Meso-Scale Electrodes for Characterizing Diffusion-Reaction Properties of Redox-Active Organics in Viscous Electrolytes

Deep Eutectic Solvents (DESs) have recently gained interest as flow battery electrolytes. Their advantages include a wider electrochemical stability window compared to aqueous electrolytes, higher solubility for redox-active species, and negligible volatility. However, DESs are often highly viscous, and suffer from low ionic conductivities. This can make assessing redox kinetics difficult when attempting to determine their viability for energy storage. In classical voltammetric measurements, low ionic conductivity manifests as high solution resistance, thereby requiring “live” compensation of the electrolyte ohmic drop when performing fast-scan voltammetry. An uncompensated or inadequately-compensated ohmic drop leads to misinterpretation of the voltammetric behavior, e.g., assessing reversibility vs. irreversibility of a redox reaction.

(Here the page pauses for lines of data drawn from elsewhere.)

//! # Allpass Diffusion
//!
//! The comb bank produces a tail whose early part is a sparse train of
//! discrete echoes. A cascade of short Schroeder allpasses smears each
//! echo into a dense cluster without colouring the spectrum: an allpass
//! passes every frequency at unit gain and only scrambles phase.
//!
//! ## The Schroeder Allpass
//!
//! ```text
//! w[n] = x[n] + g * w[n-D]
//! y[n] = -g * w[n] + w[n-D]
//! ```
//!
//! giving `H(z) = (-g + z^-D) / (1 - g z^-D)`, whose magnitude is 1 at
//! every frequency.
//!
//! Left and right chains use different delay lengths, which decorrelates
//! the two channels and is most of what makes the reverb sound wide.

use std::num::NonZeroUsize;

use super::{delay_line::DelayLine, sanitize, Processor};

/// Allpass stages per channel.
pub const NUM_DIFFUSION_STAGES: usize = 4;

/// Stage delays in milliseconds. These are the 556/441/341/225-sample
/// lengths of the classic tuning, expressed at 44.1 kHz.
pub const LEFT_STAGE_MS: [f32; NUM_DIFFUSION_STAGES] = [12.61, 10.00, 7.73, 5.10];

/// Right-channel stages are offset by about half a millisecond.
pub const RIGHT_STAGE_MS: [f32; NUM_DIFFUSION_STAGES] = [13.13, 10.52, 8.25, 5.62];

/// Stage coefficients. Above ~0.7 individual stages start to ring
/// audibly; below ~0.5 they barely diffuse.
pub const STAGE_COEFFICIENTS: [f32; NUM_DIFFUSION_STAGES] = [0.7, 0.65, 0.6, 0.55];

pub struct AllpassFilter {
    delay_line: DelayLine,
    delay: f32,
    coefficient: f32,
}

impl AllpassFilter {
    /// Create a stage with a fixed delay of `delay_samples` (rounded,
    /// at least one sample).
    pub fn new(delay_samples: f32, coefficient: f32) -> Self {
        let delay = delay_samples.round().max(1.0);
        let capacity = NonZeroUsize::new(delay as usize).unwrap_or(NonZeroUsize::MIN);
        Self {
            delay_line: DelayLine::new(capacity),
            delay,
            coefficient,
        }
    }

    pub fn delay(&self) -> f32 {
        self.delay
    }
}

impl Processor for AllpassFilter {
    #[inline]
    fn process(&mut self, input: f32) -> f32 {
        let delayed = self.delay_line.read(self.delay);
        let w = sanitize(input + self.coefficient * delayed);
        self.delay_line.write(w);
        delayed - self.coefficient * w
    }

    fn reset(&mut self) {
        self.delay_line.clear();
    }
}

/// A fixed cascade of allpass stages for one channel.
pub struct DiffusionNetwork {
    stages: [AllpassFilter; NUM_DIFFUSION_STAGES],
}

impl DiffusionNetwork {
    pub fn new(stage_ms: &[f32; NUM_DIFFUSION_STAGES], sample_rate: f32) -> Self {
        let stages = std::array::from_fn(|i| {
            AllpassFilter::new(stage_ms[i] * 0.001 * sample_rate, STAGE_COEFFICIENTS[i])
        });
        Self { stages }
    }

    /// Total delay through the cascade, in samples.
    pub fn total_delay(&self) -> f32 {
        self.stages.iter().map(AllpassFilter::delay).sum()
    }
}

impl Processor for DiffusionNetwork {
    #[inline]
    fn process(&mut self, input: f32) -> f32 {
        self.stages
            .iter_mut()
            .fold(input, |signal, stage| stage.process(signal))
    }

    fn reset(&mut self) {
        for stage in &mut self.stages {
            stage.reset();
        }
    }
}

// ─────────────────────────────────────────────────────────────────────
// Tests
// ─────────────────────────────────────────────────────────────────────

Here, we present micro-fabricated electrodes as facile “meso-scale” electrodes, which overcome these issues by nearly eliminating the ohmic drop while retaining uniformity of the current distribution over the electrode surface. Their use in precise transport-kinetics measurements is demonstrated using a redox-active organic, i.e., 4-Hydroxy-TEMPO in an aqueous medium and in ethaline, which is a viscous DES. This study provides a methodical approach to design and to implement voltammetry experiments using meso-scale electrodes leading to reliable measurements of diffusion-reaction properties of 4-Hydroxy-TEMPO.